Two women sit facing each other in a well-lit room, swaying their heads and holding eye contact as they discuss. With similarly knotted neck scarves, white tees and shoulder-length hair, these Black women are almost alike, except for one thing: one is human transmedia artist Stephanie Dinkins, the other is humanoid robot Breakthrough Intelligence via Neural Architecture 48, aka Bina48.
Dinkins started conversing with Bina48 in 2014, four years after it was released, to explore “the possibility of a longterm relationship between a person and an autonomous robot that is based on emotional interaction.” Their long-standing discussions centered on race, gender, faith and civil rights, where Dinkins aimed to provide a Black woman’s perspective to a robot created by mostly white men. Describing her main medium as “conversation,” Dinkins has since done more art projects using technology to create digital memory through storytelling.

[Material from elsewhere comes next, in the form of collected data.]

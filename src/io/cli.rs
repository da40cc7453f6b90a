//! Command-line interface for batch brand guideline extraction

use crate::evidence::aggregate::aggregate;
use crate::evidence::model::ImageExtraction;
use crate::extraction::extract_from_path;
use crate::guidelines::render::{LocalReport, VisionReport, render_json, render_markdown};
use crate::guidelines::synthesis::{build_document, build_document_from_spec};
use crate::guidelines::document::GuidelineDocument;
use crate::io::batch::run_ordered;
use crate::io::configuration::{
    DEFAULT_BASE_URL, DEFAULT_BRAND_NAME, DEFAULT_ENV_FILE, DEFAULT_MAX_COLORS,
    DEFAULT_MAX_OUTPUT_TOKENS, DEFAULT_MODEL, DEFAULT_TEMPERATURE,
};
use crate::io::discovery::collect_image_paths;
use crate::io::env::{EnvFile, resolve_api_key};
use crate::io::error::{BrandError, Result, file_system, invalid_parameter};
use crate::io::ocr::{NoOcr, TesseractCli, TextRecognizer};
use crate::io::progress::ProgressManager;
use crate::vision::client::{VisionClient, VisionSettings};
use crate::vision::compile::{ImageDesign, compile_design_data};
use crate::vision::design::DesignData;
use clap::{Parser, ValueEnum};
use std::io::Write;
use std::path::{Path, PathBuf};
use tracing::{info, warn};

/// Serialization format for the generated guidelines
#[derive(Debug, Clone, Copy, PartialEq, Eq, ValueEnum)]
pub enum OutputFormat {
    /// Document plus its supporting evidence as pretty JSON
    Json,
    /// Markdown guideline document
    #[value(name = "md", alias = "markdown")]
    Markdown,
}

/// Evidence source for guideline synthesis
#[derive(Debug, Clone, Copy, PartialEq, Eq, ValueEnum)]
pub enum Engine {
    /// Offline palette, layout and OCR heuristics
    Local,
    /// Multimodal vision model, supplemented by local layout evidence
    Vision,
}

#[derive(Parser, Debug)]
#[command(name = "brandlens")]
#[command(
    author,
    version,
    about = "Extract brand guidelines from a set of design assets"
)]
/// Command-line arguments for the guideline extraction tool
// Independent feature switches are naturally expressed as flags
#[allow(clippy::struct_excessive_bools)]
pub struct Cli {
    /// Image files or directories to analyze
    #[arg(value_name = "IMAGES")]
    pub inputs: Vec<PathBuf>,

    /// Additional directory to scan for images
    #[arg(long, value_name = "DIR")]
    pub input_dir: Option<PathBuf>,

    /// Descend into subdirectories
    #[arg(short, long)]
    pub recursive: bool,

    /// Write results to this file instead of stdout
    #[arg(short, long, value_name = "FILE")]
    pub output: Option<PathBuf>,

    /// Output format
    #[arg(short, long, value_enum, default_value_t = OutputFormat::Json)]
    pub format: OutputFormat,

    /// Evidence source
    #[arg(short, long, value_enum, default_value_t = Engine::Local)]
    pub engine: Engine,

    /// Brand name used in the document title and checklist
    #[arg(short, long, default_value = DEFAULT_BRAND_NAME)]
    pub brand_name: String,

    /// Maximum swatches extracted per image
    #[arg(long, default_value_t = DEFAULT_MAX_COLORS)]
    pub max_colors: usize,

    /// Skip optical character recognition
    #[arg(long)]
    pub no_ocr: bool,

    /// Number of images analyzed concurrently
    #[arg(short, long, default_value_t = 1)]
    pub jobs: usize,

    /// Abort on the first image that fails
    #[arg(long)]
    pub fail_fast: bool,

    /// Dotenv file consulted for the API key
    #[arg(long, default_value = DEFAULT_ENV_FILE)]
    pub env_file: PathBuf,

    /// API key for the vision engine
    #[arg(long)]
    pub api_key: Option<String>,

    /// Vision model identifier
    #[arg(long, default_value = DEFAULT_MODEL)]
    pub model: String,

    /// Sampling temperature for the vision model
    #[arg(long, default_value_t = DEFAULT_TEMPERATURE)]
    pub temperature: f32,

    /// Token ceiling for each vision response
    #[arg(long, default_value_t = DEFAULT_MAX_OUTPUT_TOKENS)]
    pub max_output_tokens: u32,

    /// Base URL of the OpenAI-compatible API
    #[arg(long, default_value = DEFAULT_BASE_URL)]
    pub base_url: String,

    /// Suppress progress output
    #[arg(short, long)]
    pub quiet: bool,

    /// Enable debug logging
    #[arg(short, long)]
    pub verbose: bool,
}

impl Cli {
    /// Check if progress should be displayed
    pub const fn should_show_progress(&self) -> bool {
        !self.quiet
    }

    /// Reject argument values that cannot produce a meaningful run
    ///
    /// # Errors
    ///
    /// Returns an invalid parameter error naming the offending flag
    pub fn validate(&self) -> Result<()> {
        if self.max_colors == 0 {
            return Err(invalid_parameter(
                "max-colors",
                &self.max_colors,
                &"must be at least 1",
            ));
        }
        if self.jobs == 0 {
            return Err(invalid_parameter("jobs", &self.jobs, &"must be at least 1"));
        }
        if !(0.0..=2.0).contains(&self.temperature) {
            return Err(invalid_parameter(
                "temperature",
                &self.temperature,
                &"must be between 0 and 2",
            ));
        }
        if self.brand_name.trim().is_empty() {
            return Err(invalid_parameter(
                "brand-name",
                &self.brand_name,
                &"must not be blank",
            ));
        }
        Ok(())
    }

    /// Vision request settings taken from the arguments
    pub fn vision_settings(&self) -> VisionSettings {
        VisionSettings {
            model: self.model.clone(),
            temperature: self.temperature,
            max_output_tokens: self.max_output_tokens,
            base_url: self.base_url.clone(),
        }
    }
}

/// Orchestrates discovery, extraction, synthesis and output for one run
pub struct BatchProcessor {
    cli: Cli,
    progress_manager: ProgressManager,
}

impl BatchProcessor {
    /// Create a new batch processor with the given CLI arguments
    pub fn new(cli: Cli) -> Self {
        let progress_manager = if cli.should_show_progress() {
            ProgressManager::new()
        } else {
            ProgressManager::hidden()
        };

        Self {
            cli,
            progress_manager,
        }
    }

    /// Run the analysis and write the rendered result
    ///
    /// # Errors
    ///
    /// Returns an error if arguments are invalid, no images are found, every
    /// image fails (or any does under `--fail-fast`), or the output cannot be written
    pub fn process(&mut self) -> Result<()> {
        let rendered = self.run()?;
        self.write_output(&rendered)
    }

    /// Run the analysis and return the rendered result
    ///
    /// # Errors
    ///
    /// Same conditions as [`Self::process`], excluding output writing
    pub fn run(&mut self) -> Result<String> {
        self.cli.validate()?;
        let paths = collect_image_paths(
            &self.cli.inputs,
            self.cli.input_dir.as_deref(),
            self.cli.recursive,
        )?;
        info!(images = paths.len(), engine = ?self.cli.engine, "starting analysis");

        let recognizer = self.recognizer();
        match self.cli.engine {
            Engine::Local => self.run_local(&paths, recognizer.as_ref()),
            Engine::Vision => self.run_vision(&paths, recognizer.as_ref()),
        }
    }

    fn recognizer(&self) -> Box<dyn TextRecognizer> {
        if self.cli.no_ocr {
            return Box::new(NoOcr);
        }
        let tesseract = TesseractCli::default();
        if tesseract.is_available() {
            Box::new(tesseract)
        } else {
            warn!("tesseract not found; copy detection disabled");
            Box::new(NoOcr)
        }
    }

    fn run_local(&mut self, paths: &[PathBuf], recognizer: &dyn TextRecognizer) -> Result<String> {
        let max_colors = self.cli.max_colors;
        let outcomes = run_ordered(
            paths,
            self.cli.jobs,
            self.cli.fail_fast,
            &mut self.progress_manager,
            |path| extract_from_path(path, recognizer, max_colors),
        );
        let extractions: Vec<ImageExtraction> = self
            .successes(paths, outcomes)?
            .into_iter()
            .map(|(_, extraction)| extraction)
            .collect();

        let evidence = aggregate(&extractions);
        let document = build_document(&evidence, &self.cli.brand_name);
        self.render(&document, || {
            render_json(&LocalReport {
                document: &document,
                evidence: &evidence,
            })
        })
    }

    fn run_vision(&mut self, paths: &[PathBuf], recognizer: &dyn TextRecognizer) -> Result<String> {
        let env_file = EnvFile::load(&self.cli.env_file)?;
        let api_key = resolve_api_key(self.cli.api_key.as_deref(), &env_file)?;
        let client = VisionClient::new(api_key, self.cli.vision_settings())?;
        let max_colors = self.cli.max_colors;

        let outcomes = run_ordered(
            paths,
            self.cli.jobs,
            self.cli.fail_fast,
            &mut self.progress_manager,
            |path| -> Result<(DesignData, Option<ImageExtraction>)> {
                let design = client.analyze(path)?;
                let local = extract_from_path(path, recognizer, max_colors)
                    .inspect_err(|error| warn!(%error, "local evidence unavailable"))
                    .ok();
                Ok((design, local))
            },
        );

        let mut per_image = Vec::new();
        let mut extractions = Vec::new();
        for (path, (design, local)) in self.successes(paths, outcomes)? {
            per_image.push(ImageDesign {
                image: path.display().to_string(),
                guidelines: design,
            });
            extractions.extend(local);
        }

        let spec = compile_design_data(per_image);
        let evidence = aggregate(&extractions);
        let document = build_document_from_spec(&spec, &self.cli.brand_name, Some(&evidence));
        self.render(&document, || {
            render_json(&VisionReport {
                document: &document,
                design_spec: &spec,
            })
        })
    }

    // Failures are logged and skipped unless fail-fast is set
    fn successes<T>(
        &self,
        paths: &[PathBuf],
        outcomes: Vec<Option<Result<T>>>,
    ) -> Result<Vec<(PathBuf, T)>> {
        let mut succeeded = Vec::new();
        for (path, outcome) in paths.iter().zip(outcomes) {
            match outcome {
                Some(Ok(value)) => succeeded.push((path.clone(), value)),
                Some(Err(error)) if self.cli.fail_fast => return Err(error),
                Some(Err(error)) => warn!(path = %path.display(), %error, "skipping image"),
                None => {}
            }
        }

        if succeeded.is_empty() {
            return Err(BrandError::AllImagesFailed {
                attempted: paths.len(),
            });
        }
        Ok(succeeded)
    }

    fn render(
        &self,
        document: &GuidelineDocument,
        json: impl FnOnce() -> Result<String>,
    ) -> Result<String> {
        match self.cli.format {
            OutputFormat::Json => json(),
            OutputFormat::Markdown => Ok(render_markdown(document)),
        }
    }

    fn write_output(&self, rendered: &str) -> Result<()> {
        let Some(output) = &self.cli.output else {
            let mut stdout = std::io::stdout().lock();
            return writeln!(stdout, "{rendered}")
                .map_err(|e| file_system(Path::new("<stdout>"), "write output", e));
        };

        if let Some(parent) = output.parent().filter(|p| !p.as_os_str().is_empty()) {
            std::fs::create_dir_all(parent)
                .map_err(|e| file_system(parent, "create directory", e))?;
        }
        std::fs::write(output, rendered).map_err(|e| file_system(output, "write output", e))?;
        info!(path = %output.display(), "results written");
        Ok(())
    }
}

In 2018, she trained a deep learning AI model using the oral history of a multigenerational Black family and infused it into a three-faced seashell-like sculpture. By 2021, Dinkins was addressing algorithmic biases with her project, “Secret Garden,” a virtual reality installation filled with the stories of Black women, emphasizing the power of resilience.
“I was thinking about it … all these ways in which we're left out. Well, I'm tired of being left out. My first two works were really about figuring out that all this data is pretty biased and doesn't include good things about me and my people,” Dinkins explains. “Now I'm trying to figure out how to give the world something I think it needs — a Black ethos.”
This year, Dinkins — who is a professor and Kusama Endowed Chair of Art at Stony Brook University and an LG Guggenheim recipient — is taking the algorithm conversation further with her new series, “The Stories We Tell Our Machines,” starting with a public art installation, “If We Don’t, Who Will?” on view now until Sept. 28 at Brooklyn’s Cultural District.
Visitors will be welcomed into an upcycled yellow shipping container illustrated with quilt patterns inspired by the Underground Railroad, particularly the Drunkard’s Path. The container, created in collaboration with LOT-EK, is accessible to the public on the ground level, where people can walk in and interact with bespoke AI systems curated to engage in conversations, providing real-time visual responses.
According to Dinkins, this installation, commissioned and produced by More Art, intends to “infect the techno ecosystem with information about ourselves that is better, more equitable, open and more understanding.” It attempts to expose the limitations of AI systems that have a superficial understanding of underrepresented communities.